Input material:
use std::{borrow::Cow, sync::OnceLock};

use indexmap::IndexSet;
use regex::Regex;

use super::{FoodItem, MenuVocabulary};

/// Collapse whitespace runs to a single space and trim the ends
pub fn normalize_whitespace(s: &str) -> Cow<'_, str> {
    static RE: OnceLock<Regex> = OnceLock::new();
    let re = RE.get_or_init(|| Regex::new(r"\s+").expect("regex should be valid"));
    re.replace_all(s.trim(), " ")
}

fn calorie_pattern() -> &'static Regex {
    static RE: OnceLock<Regex> = OnceLock::new();
    // "cal" must not end a longer word: "(350cal)" and "(low cal)" match, "(Local)" does not
    RE.get_or_init(|| {
        Regex::new(r"(?i)\(((?:[^()]*[^()\p{L}])?)\s*cal(?:ories)?\s*\)").expect("regex should be valid")
    })
}

/// Position of the first calorie annotation in the text, with the calories it holds
pub fn find_calories(text: &str) -> Option<(std::ops::Range<usize>, Option<u32>)> {
    let captures = calorie_pattern().captures(text)?;
    let whole = captures.get(0)?;
    let digits: String = captures.get(1)?.as_str().chars().filter(char::is_ascii_digit).collect();
    Some((whole.range(), digits.parse().ok()))
}

/// Parse one menu line with the default vocabulary.
///
/// ```
/// use dining_menu::menu::parse_food_item;
///
/// let item = parse_food_item("Grilled Chicken Breast (350 cal)", "Entrees").unwrap();
/// assert_eq!(item.name, "Grilled Chicken Breast");
/// assert_eq!(item.calories, Some(350));
/// assert!(parse_food_item("Select your dining hall", "").is_none());
/// ```
pub fn parse_food_item(line: &str, station: &str) -> Option<FoodItem> {
    static DEFAULT: OnceLock<MenuVocabulary> = OnceLock::new();
    parse_food_item_with(line, station, DEFAULT.get_or_init(MenuVocabulary::default))
}

/// Parse one menu line into a [`FoodItem`], or `None` when it is not food.
pub fn parse_food_item_with(line: &str, station: &str, vocabulary: &MenuVocabulary) -> Option<FoodItem> {
    let undecorated: String = line.chars().filter(|c| !vocabulary.decorations.contains(c)).collect();
    let text = normalize_whitespace(&undecorated);

    if vocabulary.is_noise(&text) {
        return None;
    }

    let (name, calories) = match find_calories(&text) {
        Some((range, calories)) => {
            let without = format!("{} {}", &text[..range.start], &text[range.end..]);
            (normalize_whitespace(&without).into_owned(), calories)
        }
        None => (text.to_string(), None),
    };

    let (name, description) = split_description(name, vocabulary.min_split_length);

    let lower = text.to_lowercase();
    let dietary_tags: IndexSet<String> = vocabulary
        .dietary_tags
        .iter()
        .filter(|tag| lower.contains(&tag.to_lowercase()))
        .cloned()
        .collect();

    Some(FoodItem { name, calories, description, station: station.to_string(), dietary_tags })
}

/// "Stir Fry, with rice" becomes ("Stir Fry", Some("with rice")) when the name is long enough
fn split_description(name: String, min_split_length: usize) -> (String, Option<String>) {
    if name.chars().count() <= min_split_length {
        return (name, None);
    }
    match name.split_once(',') {
        Some((head, tail)) => {
            let tail = tail.trim().trim_start_matches(',').trim();
            let description = (!tail.is_empty()).then(|| tail.to_string());
            (head.trim().to_string(), description)
        }
        None => (name, None),
    }
}
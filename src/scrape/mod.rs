//! Scrape pipeline
//!
//! Navigator → rendered text → [`crate::menu::extract_menu`] → [`MenuResult`].
//! Every step runs once; the first failure ends the attempt.

pub mod navigator;
pub mod strategy;

pub use navigator::Navigator;
pub use strategy::{Stage, Strategy};

use crate::browser::{BrowserSession, LaunchOptions};
use crate::config::ScrapeConfig;
use crate::driver::{PageDriver, poll_until};
use crate::error::{Result, ScrapeError};
use crate::menu::{MenuResult, MenuSelection, extract_menu, has_menu_content};
use serde::Serialize;

/// Option texts visible for each stage
#[derive(Debug, Clone, Default, PartialEq, Eq, Serialize)]
pub struct AvailableOptions {
    pub dining_halls: Vec<String>,
    pub dates: Vec<String>,
    pub meals: Vec<String>,
}

/// Runs one scrape against a page driver
pub struct MenuScraper<'a, D: PageDriver + ?Sized> {
    driver: &'a D,
    config: &'a ScrapeConfig,
}

impl<'a, D: PageDriver + ?Sized> MenuScraper<'a, D> {
    pub fn new(driver: &'a D, config: &'a ScrapeConfig) -> Self {
        Self { driver, config }
    }

    fn navigator(&self) -> Navigator<'a, D> {
        Navigator::new(self.driver, self.config)
    }

    /// Load the page, make the three selections and parse the menu
    pub fn scrape(&self, selection: &MenuSelection) -> Result<MenuResult> {
        let navigator = self.navigator();
        log::info!("Loading {} menu for {} - {}", selection.dining_hall, selection.date, selection.meal);

        navigator.open()?;
        navigator.dismiss_cookie_banner();

        navigator.select(Stage::DiningHall, &selection.dining_hall)?;
        navigator.select(Stage::Date, selection.date_label())?;
        navigator.select(Stage::Meal, &selection.meal)?;

        let page_text = self.wait_for_menu_text()?;
        let result = extract_menu(selection, &page_text, &self.config.vocabulary)?;
        navigator.save_screenshot("final_menu.png");

        Ok(result)
    }

    /// Poll the rendered text until the menu itself, not just the filter labels, has rendered
    fn wait_for_menu_text(&self) -> Result<String> {
        log::info!("Extracting menu information");
        let mut text = String::new();
        let mut reads = 0;

        let waited = poll_until(&self.config.wait, "menu content", || {
            text = self.driver.rendered_text()?;
            reads += 1;
            Ok(has_menu_content(&text, &self.config.vocabulary))
        });
        log::debug!("Menu text read {} time(s)", reads);

        match waited {
            Ok(()) => Ok(text),
            Err(e) if e.is_timeout() => Err(ScrapeError::ExtractionFailed(format!(
                "no station header or calorie annotation appeared in the menu section: {}",
                e
            ))),
            Err(e) => Err(ScrapeError::ExtractionFailed(format!("page text unavailable: {}", e))),
        }
    }

    /// Load the page and list what can be selected at each stage
    pub fn available_options(&self) -> Result<AvailableOptions> {
        let navigator = self.navigator();
        navigator.open()?;
        navigator.dismiss_cookie_banner();

        Ok(AvailableOptions {
            dining_halls: navigator.available_for(Stage::DiningHall),
            dates: navigator.available_for(Stage::Date),
            meals: navigator.available_for(Stage::Meal),
        })
    }
}

/// Launch a browser, run `run` against it and close the browser whatever the outcome
pub fn with_session<T>(options: LaunchOptions, run: impl FnOnce(&BrowserSession) -> Result<T>) -> Result<T> {
    let session = BrowserSession::launch(options)?;
    let outcome = run(&session);
    if let Err(e) = session.close() {
        log::warn!("Failed to close browser cleanly: {}", e);
    }
    outcome
}

/// Scrape one menu in a fresh browser session
pub fn scrape_menu(options: LaunchOptions, config: &ScrapeConfig, selection: &MenuSelection) -> Result<MenuResult> {
    config.validate()?;
    with_session(options, |session| MenuScraper::new(session, config).scrape(selection))
}

/// List the selectable options in a fresh browser session
pub fn list_options(options: LaunchOptions, config: &ScrapeConfig) -> Result<AvailableOptions> {
    config.validate()?;
    with_session(options, |session| MenuScraper::new(session, config).available_options())
}
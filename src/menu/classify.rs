use indexmap::IndexSet;

use super::food_item::{find_calories, normalize_whitespace, parse_food_item_with};
use super::{FoodItem, MenuVocabulary};

/// Stations and items found in a run of menu lines
#[derive(Debug, Clone, Default, PartialEq, Eq)]
pub struct MenuListing {
    pub stations: IndexSet<String>,
    pub items: Vec<FoodItem>,
}

/// How a single line was read
#[derive(Debug, Clone, PartialEq, Eq)]
pub enum LineKind {
    Station(String),
    Item(String),
    Noise,
}

/// Classify one line on its own, without regard to the lines around it
pub fn classify_line(line: &str, vocabulary: &MenuVocabulary) -> LineKind {
    let line = normalize_whitespace(line);

    // an annotated line is always food, even when it mentions a station word
    if vocabulary.is_station_header(&line) && find_calories(&line).is_none() {
        LineKind::Station(line.into_owned())
    } else if vocabulary.is_noise(&line) {
        LineKind::Noise
    } else {
        LineKind::Item(line.into_owned())
    }
}

/// Group item lines under the most recent station header.
///
/// Items appearing before any header get an empty station.
pub fn classify<'a, I>(lines: I, vocabulary: &MenuVocabulary) -> MenuListing
where
    I: IntoIterator<Item = &'a str>,
{
    let (listing, _) = lines.into_iter().fold(
        (MenuListing::default(), String::new()),
        |(mut listing, station), line| match classify_line(line, vocabulary) {
            LineKind::Station(header) => {
                listing.stations.insert(header.clone());
                (listing, header)
            }
            LineKind::Item(text) => {
                if let Some(item) = parse_food_item_with(&text, &station, vocabulary) {
                    listing.items.push(item);
                }
                (listing, station)
            }
            LineKind::Noise => (listing, station),
        },
    );
    listing
}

Task to carry out:
Your answer should be the lines above, from the line containing "if let Err(e)" up to and including the line containing "options in a fresh browser session", reproduced exactly and with nothing else.

Reply:
    if let Err(e) = session.close() {
        log::warn!("Failed to close browser cleanly: {}", e);
    }
    outcome
}

/// Scrape one menu in a fresh browser session
pub fn scrape_menu(options: LaunchOptions, config: &ScrapeConfig, selection: &MenuSelection) -> Result<MenuResult> {
    config.validate()?;
    with_session(options, |session| MenuScraper::new(session, config).scrape(selection))
}

/// List the selectable options in a fresh browser session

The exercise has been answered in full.